I’m not going to lie to you. There are many reasons why I struggle to revise, the predominant one being I am just really lazy and most of the time I can’t be bothered. Honourably mentions go to being easily distracted, unmotivated, the biggest procrastinator. But to be honest, I find it really hard because I never need to. That sounds incredibly egotistical, but I always seem to wing it on the day, and generally I do ok. That was great. I don’t think it’s going to work this time around. Only I seem to have realised that probably about three weeks too late.
Have you ever had the feeling when you look at something, and realise you might actually be f****d? I’m sorry about the language. Well, not entirely. I think Psychology will be ok, because I generally am quite good at it and it is very content based. History is a complete mess, and I don’t even want to think about Philosophy. There is just soooooo much to remember, like I don’t know the order of which Eastern European countries became communist, and who their leader was, and the percentage of voters on three different elections. And that’s not even thinking about Industrialisation, though that is just so boring and uneventful, I don’t understand how they can expect anyone to remember anything. And that’s not even thinking about Philosophy. Philosophy is really hard.

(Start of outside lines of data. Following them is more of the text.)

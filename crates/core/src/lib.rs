//! Network profile resolution for smart-contract build and deploy tooling.
//!
//! A project declares named network profiles whose endpoint URLs and signing
//! keys are templates over environment variables (`${INFURA_PROJECT_ID}`,
//! `0x${PRIVATE_KEY}`). This crate turns those declarations into validated,
//! ready-to-use connection parameters:
//!
//! 1. [`ToolchainPaths`] are checked once (distinct roles, input directories
//!    present, output directories created).
//! 2. Every profile is resolved independently against an immutable
//!    [`EnvironmentSnapshot`].
//! 3. Profiles that resolve cleanly become [`ResolvedNetwork`]s; the rest are
//!    reported as [`Diagnostic`]s naming the profile and the offending token.
//!
//! # Examples
//!
//! ```rust,no_run
//! use chainprofile_core::{
//!     resolve_all, EnvironmentSnapshot, NetworkProfile, ProfileSet, ToolchainPaths,
//! };
//!
//! # fn main() -> Result<(), Box<dyn std::error::Error>> {
//! let profiles = ProfileSet::new(vec![NetworkProfile::standard(
//!     "sepolia",
//!     "https://sepolia.infura.io/v3/${INFURA_PROJECT_ID}",
//!     ["0x${PRIVATE_KEY}"],
//! )])?;
//! let env = EnvironmentSnapshot::capture();
//! let resolution = resolve_all(&profiles, &env, &ToolchainPaths::default())?;
//! for diagnostic in &resolution.diagnostics {
//!     eprintln!("{diagnostic}");
//! }
//! # Ok(())
//! # }
//! ```

pub mod credential;
pub mod diagnostic;
pub mod env;
pub mod error;
pub mod paths;
pub mod profile;
pub mod resolver;
pub mod template;

pub use credential::{CredentialDefect, PrivateKey, CANONICAL_KEY_HEX_DIGITS};
pub use diagnostic::{Diagnostic, DiagnosticKind, Severity};
pub use env::EnvironmentSnapshot;
pub use error::ConfigError;
pub use paths::{PathRole, ToolchainPaths};
pub use profile::{BaseChain, NetworkProfile, ParentRef, ProfileBase, ProfileKind, ProfileSet};
pub use resolver::{
    resolve_all, NetworkProfileResolver, Resolution, ResolvedNetwork, RollupMetadata, SecretUrl,
};
pub use template::{PlaceholderError, Template};
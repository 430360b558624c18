//! Fatal configuration errors.
//!
//! These abort a whole resolution call. Per-profile problems are never
//! raised here; they are reported as [`crate::Diagnostic`]s instead.

use std::path::PathBuf;
use thiserror::Error;

use crate::paths::PathRole;

/// Structural configuration error types
#[derive(Error, Debug)]
pub enum ConfigError {
    #[error("toolchain paths `{first}` and `{second}` both point to {}", path.display())]
    PathConflict {
        first: PathRole,
        second: PathRole,
        path: PathBuf,
    },

    #[error("toolchain `{role}` directory does not exist: {}", path.display())]
    PathMissing { role: PathRole, path: PathBuf },

    #[error("toolchain `{role}` path is not a directory: {}", path.display())]
    NotADirectory { role: PathRole, path: PathBuf },

    #[error("failed to create toolchain `{role}` directory {}: {source}", path.display())]
    CreateDir {
        role: PathRole,
        path: PathBuf,
        #[source]
        source: std::io::Error,
    },

    #[error("no network profiles configured")]
    NoProfiles,

    #[error("network profile `{0}` is declared more than once")]
    DuplicateProfile(String),

    #[error("network profile name must not be empty")]
    EmptyProfileName,
}

impl ConfigError {
    /// True for errors raised while validating [`crate::ToolchainPaths`].
    pub fn is_path_error(&self) -> bool {
        matches!(
            self,
            ConfigError::PathConflict { .. }
                | ConfigError::PathMissing { .. }
                | ConfigError::NotADirectory { .. }
                | ConfigError::CreateDir { .. }
        )
    }
}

The funny thing is, and you may think I have given you the opposite impression, but I’m not actually that stressed. I think I have already accepted failure, which annoys myself because I do want to well, because I like getting good grades. But I know I have already disadvantaged myself by not revising until now, and there is definitely a hint of ‘what’s the point’. I will try in the exams. Of course I will try my best. But I think whatever I do, I will be annoyed because I know it will not be the best I could have been. That’s really frustrating because I can say that before I’ve even sat the exam.
As the Funky Bunch motto goes, ‘tomorrow is promised to no one’. And so in a way, not revising for these mocks had been a good thing because I have enjoyed every tomorrow for the last few weeks. I may have to sacrifice a few tomorrows so I don’t come out with three Us. But I still have a year. That’s a really long time. Failing these exams may be the motivation I need to actually start revising (for the real things). If it isn’t, then screw it, I’m just gonna be a college dropout.
After this (100% procrastination blog), I shall go back to revising. Also, you should go listen to the Eagles. They are awesome. If you do, my top 5 recommendations are: Desperado, Take it to the limit, Lyin’ eyes, One of these nights, and Life in the fast lane.